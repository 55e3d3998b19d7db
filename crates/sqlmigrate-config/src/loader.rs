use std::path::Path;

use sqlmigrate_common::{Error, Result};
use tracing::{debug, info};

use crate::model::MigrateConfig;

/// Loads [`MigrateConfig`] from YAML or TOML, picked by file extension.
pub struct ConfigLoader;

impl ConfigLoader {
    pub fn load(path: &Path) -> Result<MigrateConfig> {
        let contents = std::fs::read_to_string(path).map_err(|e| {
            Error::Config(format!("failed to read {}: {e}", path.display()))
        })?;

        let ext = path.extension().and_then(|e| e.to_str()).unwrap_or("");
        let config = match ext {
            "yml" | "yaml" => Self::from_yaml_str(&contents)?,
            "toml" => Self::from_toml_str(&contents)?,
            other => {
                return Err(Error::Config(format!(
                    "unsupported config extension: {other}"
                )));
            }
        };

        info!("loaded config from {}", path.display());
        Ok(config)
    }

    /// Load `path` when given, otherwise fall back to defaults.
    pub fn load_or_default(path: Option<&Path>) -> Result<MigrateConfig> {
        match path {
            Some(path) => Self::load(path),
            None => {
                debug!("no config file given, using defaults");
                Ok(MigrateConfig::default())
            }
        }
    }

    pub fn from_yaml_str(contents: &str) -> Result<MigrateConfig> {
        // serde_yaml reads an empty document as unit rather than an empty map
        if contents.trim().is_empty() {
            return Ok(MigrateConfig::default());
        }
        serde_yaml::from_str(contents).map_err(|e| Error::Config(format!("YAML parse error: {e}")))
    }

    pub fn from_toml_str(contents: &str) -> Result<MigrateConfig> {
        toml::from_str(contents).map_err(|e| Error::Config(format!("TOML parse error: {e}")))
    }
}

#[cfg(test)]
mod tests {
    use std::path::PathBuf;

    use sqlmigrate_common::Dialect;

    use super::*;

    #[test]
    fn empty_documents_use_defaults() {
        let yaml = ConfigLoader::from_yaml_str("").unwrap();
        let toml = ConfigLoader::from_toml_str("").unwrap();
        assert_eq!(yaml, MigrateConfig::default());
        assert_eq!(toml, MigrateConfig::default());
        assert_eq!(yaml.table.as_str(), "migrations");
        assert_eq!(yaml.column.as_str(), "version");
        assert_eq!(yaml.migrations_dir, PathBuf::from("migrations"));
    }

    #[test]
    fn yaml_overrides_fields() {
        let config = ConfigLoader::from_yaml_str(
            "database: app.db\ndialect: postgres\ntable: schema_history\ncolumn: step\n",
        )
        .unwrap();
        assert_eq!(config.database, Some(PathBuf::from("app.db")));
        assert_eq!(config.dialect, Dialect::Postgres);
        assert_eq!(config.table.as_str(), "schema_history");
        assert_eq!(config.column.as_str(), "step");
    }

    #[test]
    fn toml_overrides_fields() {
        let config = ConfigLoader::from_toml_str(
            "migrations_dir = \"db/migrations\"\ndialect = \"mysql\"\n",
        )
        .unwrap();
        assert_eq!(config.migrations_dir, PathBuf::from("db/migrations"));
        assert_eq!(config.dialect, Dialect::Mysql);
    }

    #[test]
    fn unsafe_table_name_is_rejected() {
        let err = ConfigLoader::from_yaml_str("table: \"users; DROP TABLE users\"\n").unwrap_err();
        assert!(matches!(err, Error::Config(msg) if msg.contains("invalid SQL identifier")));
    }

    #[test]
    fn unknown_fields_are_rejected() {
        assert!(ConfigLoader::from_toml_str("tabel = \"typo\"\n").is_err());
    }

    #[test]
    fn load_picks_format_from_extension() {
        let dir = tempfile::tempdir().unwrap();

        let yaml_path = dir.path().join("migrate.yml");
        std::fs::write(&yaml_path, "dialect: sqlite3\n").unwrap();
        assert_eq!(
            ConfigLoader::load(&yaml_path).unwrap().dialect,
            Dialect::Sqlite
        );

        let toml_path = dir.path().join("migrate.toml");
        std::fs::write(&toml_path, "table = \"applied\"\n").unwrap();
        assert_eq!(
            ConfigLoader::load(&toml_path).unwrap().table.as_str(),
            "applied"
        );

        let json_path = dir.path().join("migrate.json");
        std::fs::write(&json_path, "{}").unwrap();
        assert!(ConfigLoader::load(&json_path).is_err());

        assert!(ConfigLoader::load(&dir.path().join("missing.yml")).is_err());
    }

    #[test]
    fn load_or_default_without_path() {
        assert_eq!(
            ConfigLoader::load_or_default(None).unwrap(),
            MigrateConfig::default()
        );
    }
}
☆ ☆ ☆ ☆
_WHAT YOU NEED TO DO_:
Write out each line exactly, as it is shown above.

_ANSWER TO THIS EXERCISE_:
repository 55e3d3998b19d7db
filename crates/sqlmigrate-config/src/loader.rs
use std::path::Path;

use sqlmigrate_common::{Error, Result};
use tracing::{debug, info};

use crate::model::MigrateConfig;

/// Loads [`MigrateConfig`] from YAML or TOML, picked by file extension.
pub struct ConfigLoader;

impl ConfigLoader {
    pub fn load(path: &Path) -> Result<MigrateConfig> {
        let contents = std::fs::read_to_string(path).map_err(|e| {
            Error::Config(format!("failed to read {}: {e}", path.display()))
        })?;

        let ext = path.extension().and_then(|e| e.to_str()).unwrap_or("");
        let config = match ext {
            "yml" | "yaml" => Self::from_yaml_str(&contents)?,
            "toml" => Self::from_toml_str(&contents)?,
            other => {
                return Err(Error::Config(format!(
                    "unsupported config extension: {other}"
                )));
            }
        };

        info!("loaded config from {}", path.display());
        Ok(config)
    }

    /// Load `path` when given, otherwise fall back to defaults.
    pub fn load_or_default(path: Option<&Path>) -> Result<MigrateConfig> {
        match path {
            Some(path) => Self::load(path),
            None => {
                debug!("no config file given, using defaults");
                Ok(MigrateConfig::default())
            }
        }
    }

    pub fn from_yaml_str(contents: &str) -> Result<MigrateConfig> {
        // serde_yaml reads an empty document as unit rather than an empty map
        if contents.trim().is_empty() {
            return Ok(MigrateConfig::default());
        }
        serde_yaml::from_str(contents).map_err(|e| Error::Config(format!("YAML parse error: {e}")))
    }

    pub fn from_toml_str(contents: &str) -> Result<MigrateConfig> {
        toml::from_str(contents).map_err(|e| Error::Config(format!("TOML parse error: {e}")))
    }
}

#[cfg(test)]
mod tests {
    use std::path::PathBuf;

    use sqlmigrate_common::Dialect;

    use super::*;

    #[test]
    fn empty_documents_use_defaults() {
        let yaml = ConfigLoader::from_yaml_str("").unwrap();
        let toml = ConfigLoader::from_toml_str("").unwrap();
        assert_eq!(yaml, MigrateConfig::default());
        assert_eq!(toml, MigrateConfig::default());
        assert_eq!(yaml.table.as_str(), "migrations");
        assert_eq!(yaml.column.as_str(), "version");
        assert_eq!(yaml.migrations_dir, PathBuf::from("migrations"));
    }

    #[test]
    fn yaml_overrides_fields() {
        let config = ConfigLoader::from_yaml_str(
            "database: app.db\ndialect: postgres\ntable: schema_history\ncolumn: step\n",
        )
        .unwrap();
        assert_eq!(config.database, Some(PathBuf::from("app.db")));
        assert_eq!(config.dialect, Dialect::Postgres);
        assert_eq!(config.table.as_str(), "schema_history");
        assert_eq!(config.column.as_str(), "step");
    }

    #[test]
    fn toml_overrides_fields() {
        let config = ConfigLoader::from_toml_str(
            "migrations_dir = \"db/migrations\"\ndialect = \"mysql\"\n",
        )
        .unwrap();
        assert_eq!(config.migrations_dir, PathBuf::from("db/migrations"));
        assert_eq!(config.dialect, Dialect::Mysql);
    }

    #[test]
    fn unsafe_table_name_is_rejected() {
        let err = ConfigLoader::from_yaml_str("table: \"users; DROP TABLE users\"\n").unwrap_err();
        assert!(matches!(err, Error::Config(msg) if msg.contains("invalid SQL identifier")));
    }

    #[test]
    fn unknown_fields_are_rejected() {
        assert!(ConfigLoader::from_toml_str("tabel = \"typo\"\n").is_err());
    }

    #[test]
    fn load_picks_format_from_extension() {
        let dir = tempfile::tempdir().unwrap();

        let yaml_path = dir.path().join("migrate.yml");
        std::fs::write(&yaml_path, "dialect: sqlite3\n").unwrap();
        assert_eq!(
            ConfigLoader::load(&yaml_path).unwrap().dialect,
            Dialect::Sqlite
        );

        let toml_path = dir.path().join("migrate.toml");
        std::fs::write(&toml_path, "table = \"applied\"\n").unwrap();
        assert_eq!(
            ConfigLoader::load(&toml_path).unwrap().table.as_str(),
            "applied"
        );

        let json_path = dir.path().join("migrate.json");
        std::fs::write(&json_path, "{}").unwrap();
        assert!(ConfigLoader::load(&json_path).is_err());

        assert!(ConfigLoader::load(&dir.path().join("missing.yml")).is_err());
    }

    #[test]
    fn load_or_default_without_path() {
        assert_eq!(
            ConfigLoader::load_or_default(None).unwrap(),
            MigrateConfig::default()
        );
    }
}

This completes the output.